Les critiques sur le caractère "partial" des magistrats et en particulier du juge Tournaire ne vous semblent donc pas fondées ?

À ma connaissance, aucune prise de position ou aucun engagement public ne les justifie. Et quand bien même : un magistrat a le droit d'avoir des opinions personnelles, et le devoir de faire la part des choses. Rien n'est de nature à remettre en cause leur impartialité. Ces critiques ressemblent davantage à une diversion, un argument pour parler d'autre chose que du fond du dossier.

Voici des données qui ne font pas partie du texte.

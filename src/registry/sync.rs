//! Registry reconciliation against the canonical remote copy
//!
//! The comparison is whole-document: when the remote registry differs in any
//! way the user is asked once, and an affirmative answer replaces the local
//! registry entirely. Projects that only exist locally do not survive an
//! overwrite; the diff printed before the question names them.

use reqwest::{Client, StatusCode};

use super::{Registry, RegistryDiff, RegistryStore};
use crate::error::{Result, remote_fetch_failed};
use crate::ui::{self, display, prompt::ConfirmPrompt};

/// Question asked before a destructive overwrite
pub const OVERWRITE_QUESTION: &str = "Overwrite the local registry with the remote copy?";

/// Reconciles the local registry with a remote one
pub struct SyncEngine<'a> {
    client: &'a Client,
    remote_url: &'a str,
    store: &'a dyn RegistryStore,
    prompt: &'a dyn ConfirmPrompt,
}

impl<'a> SyncEngine<'a> {
    pub fn new(
        client: &'a Client,
        remote_url: &'a str,
        store: &'a dyn RegistryStore,
        prompt: &'a dyn ConfirmPrompt,
    ) -> Self {
        Self {
            client,
            remote_url,
            store,
            prompt,
        }
    }

    /// Download and parse the remote registry
    pub async fn fetch_remote(&self) -> Result<Registry> {
        let url = self.remote_url;
        tracing::debug!(%url, "fetching remote registry");

        let response = self
            .client
            .get(url)
            .send()
            .await
            .map_err(|e| remote_fetch_failed(url, e.to_string()))?;

        let status = response.status();
        if status != StatusCode::OK {
            return Err(remote_fetch_failed(
                url,
                format!("HTTP status {}", status.as_u16()),
            ));
        }

        let body = response
            .text()
            .await
            .map_err(|e| remote_fetch_failed(url, e.to_string()))?;

        Registry::from_json(&body).map_err(|e| {
            tracing::debug!(%body, "received unparseable registry");
            remote_fetch_failed(url, format!("invalid registry document: {e}"))
        })
    }

    /// Return the registry to use for the rest of the run
    ///
    /// Failures are reported and leave `local` in effect.
    pub async fn reconcile(&self, local: Registry) -> Registry {
        ui::info("Checking for registry updates...");

        let remote = match self.fetch_remote().await {
            Ok(remote) => remote,
            Err(e) => {
                ui::error(&e);
                return local;
            }
        };

        if remote == local {
            ui::info("Registry is up to date.");
            return local;
        }

        display::display_registry_diff(&RegistryDiff::between(&local, &remote));

        match self.prompt.confirm(OVERWRITE_QUESTION) {
            Some(true) => match self.store.save(&remote) {
                Ok(()) => {
                    ui::success(format!(
                        "Registry updated ({} project(s))",
                        remote.len()
                    ));
                    remote
                }
                Err(e) => {
                    ui::error(&e);
                    local
                }
            },
            Some(false) => {
                ui::info("Registry update skipped.");
                local
            }
            None => {
                ui::warn("No answer received; registry update skipped");
                local
            }
        }
    }
}
//! Project registry (config.json)
//!
//! Maps project names to the repository, version tag and destination
//! directory needed to install them:
//!
//! ```json
//! { "projects": { "foo": { "Repo": "foo-repo", "Version": "v1.0", "Origin": "./out/foo" } } }
//! ```

pub mod diff;
pub mod store;
pub mod sync;

use std::collections::BTreeMap;

use serde::{Deserialize, Serialize};

use crate::error::{Result, project_not_found};

pub use diff::RegistryDiff;
pub use store::{JsonFileStore, RegistryStore};
pub use sync::SyncEngine;

/// One installable project
///
/// Fields are not validated; a record with missing keys loads with empty strings.
#[derive(Debug, Clone, Default, PartialEq, Eq, Serialize, Deserialize)]
pub struct ProjectRecord {
    /// Remote repository name
    #[serde(rename = "Repo", default)]
    pub repo: String,

    /// Tag identifying the archive to fetch
    #[serde(rename = "Version", default)]
    pub version: String,

    /// Directory the archive is extracted into
    #[serde(rename = "Origin", default)]
    pub origin: String,
}

impl ProjectRecord {
    pub fn new(
        repo: impl Into<String>,
        version: impl Into<String>,
        origin: impl Into<String>,
    ) -> Self {
        Self {
            repo: repo.into(),
            version: version.into(),
            origin: origin.into(),
        }
    }
}

/// Project name to record mapping
///
/// Unknown top-level keys are ignored and a missing `projects` key reads as empty.
#[derive(Debug, Clone, Default, PartialEq, Eq, Serialize, Deserialize)]
pub struct Registry {
    #[serde(default)]
    pub projects: BTreeMap<String, ProjectRecord>,
}

impl Registry {
    /// Create an empty registry
    pub fn new() -> Self {
        Self::default()
    }

    /// Parse a registry from a JSON document
    pub fn from_json(json: &str) -> serde_json::Result<Self> {
        serde_json::from_str(json)
    }

    /// Serialize as pretty JSON with a trailing newline
    pub fn to_json(&self) -> serde_json::Result<String> {
        let mut json = serde_json::to_string_pretty(self)?;
        json.push('\n');
        Ok(json)
    }

    /// Look up a project by name
    pub fn lookup(&self, name: &str) -> Result<&ProjectRecord> {
        self.projects
            .get(name)
            .ok_or_else(|| project_not_found(name))
    }

    /// Add or replace a project
    #[cfg(test)]
    pub fn insert(&mut self, name: impl Into<String>, record: ProjectRecord) {
        self.projects.insert(name.into(), record);
    }

    pub fn len(&self) -> usize {
        self.projects.len()
    }

    pub fn is_empty(&self) -> bool {
        self.projects.is_empty()
    }
}
//! CLI definitions using clap derive API

use clap::Parser;
use clap::builder::{Styles, styling::AnsiColor};
use std::path::PathBuf;

use crate::fetcher::DEFAULT_MAX_REDIRECTS;
use crate::fetcher::template::DEFAULT_URL_TEMPLATE;
use crate::settings::{DEFAULT_REGISTRY_PATH, DEFAULT_REMOTE_REGISTRY_URL};

/// ezpkgm - tagged source archive installer
///
/// Installs a project listed in the local registry by downloading its tagged
/// source archive and extracting it into the project's Origin directory.
#[derive(Parser, Debug)]
#[command(
    name = "ezpkgm",
    author,
    version,
    color = clap::ColorChoice::Auto,
    styles = Styles::styled()
        .header(AnsiColor::Green.on_default().bold())
        .usage(AnsiColor::Green.on_default().bold())
        .literal(AnsiColor::Cyan.on_default().bold())
        .placeholder(AnsiColor::Cyan.on_default()),
    about = "Install tagged source archives listed in a local registry",
    long_about = None,
    after_help = "EXAMPLES:\n  \
                  Install a project:\n    ezpkgm foo\n\n\
                  Install without checking the remote registry:\n    ezpkgm foo --no-sync\n\n\
                  Accept a registry update without prompting:\n    ezpkgm foo --yes\n\n\
                  Use a per-project namespace:\n    ezpkgm foo --url-template \
                  'https://github.com/{project}/{repo}/archive/refs/tags/{version}.zip'"
)]
pub struct Cli {
    /// Project to install, as named in the registry
    pub project: Option<String>,

    /// Local registry file
    #[arg(
        long,
        short = 'c',
        env = "EZPKGM_CONFIG",
        value_name = "PATH",
        default_value = DEFAULT_REGISTRY_PATH
    )]
    pub config: PathBuf,

    /// Canonical remote registry
    #[arg(
        long,
        env = "EZPKGM_REMOTE_URL",
        value_name = "URL",
        default_value = DEFAULT_REMOTE_REGISTRY_URL
    )]
    pub remote_url: String,

    /// Archive location; placeholders: {project}, {repo}, {version}
    #[arg(
        long,
        env = "EZPKGM_URL_TEMPLATE",
        value_name = "TEMPLATE",
        default_value = DEFAULT_URL_TEMPLATE
    )]
    pub url_template: String,

    /// Directory the archive is downloaded into before extraction
    #[arg(
        long,
        env = "EZPKGM_DOWNLOAD_DIR",
        value_name = "DIR",
        default_value = "."
    )]
    pub download_dir: PathBuf,

    /// Maximum number of redirects followed per download
    #[arg(
        long,
        env = "EZPKGM_MAX_REDIRECTS",
        value_name = "N",
        default_value_t = DEFAULT_MAX_REDIRECTS
    )]
    pub max_redirects: usize,

    /// Skip synchronizing the registry with the remote copy
    #[arg(long, env = "EZPKGM_NO_SYNC")]
    pub no_sync: bool,

    /// Overwrite the local registry without asking when the remote copy differs
    #[arg(long, short = 'y')]
    pub yes: bool,

    /// Enable verbose output
    #[arg(long, short = 'v')]
    pub verbose: bool,
}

D'autres commentaires portent sur le recours au régime de la garde à vue pour interroger Nicolas Sarkozy, puis son placement sous contrôle judiciaire…

Sur la garde à vue, il n'y a pas de débat : elle s'imposait. C'est un régime protecteur, qui permet à la fois aux enquêteurs de garder quelqu'un à disposition le temps de son audition, et à la personne auditionnée de se préparer et d'être assistée de son avocat. Il a pu préparer ses réponses. Quant au contrôle judiciaire décidé après la mise en examen, on ne sait pour l'instant pas quelles obligations il implique. Nicolas Sarkozy peut notamment se voir interdire de communiquer avec les autres mis en cause, ou être restreint dans ses déplacements.

La question qui se posera alors, c'est : "que cherchent les juges ?". À l'empêcher de se concerter avec d'autres personnes ou d'exercer des pressions ? À prévenir une éventuelle fuite ? Quoi qu'il en soit, cette décision est susceptible d'appel. Les avocats de Nicolas Sarkozy peuvent la contester.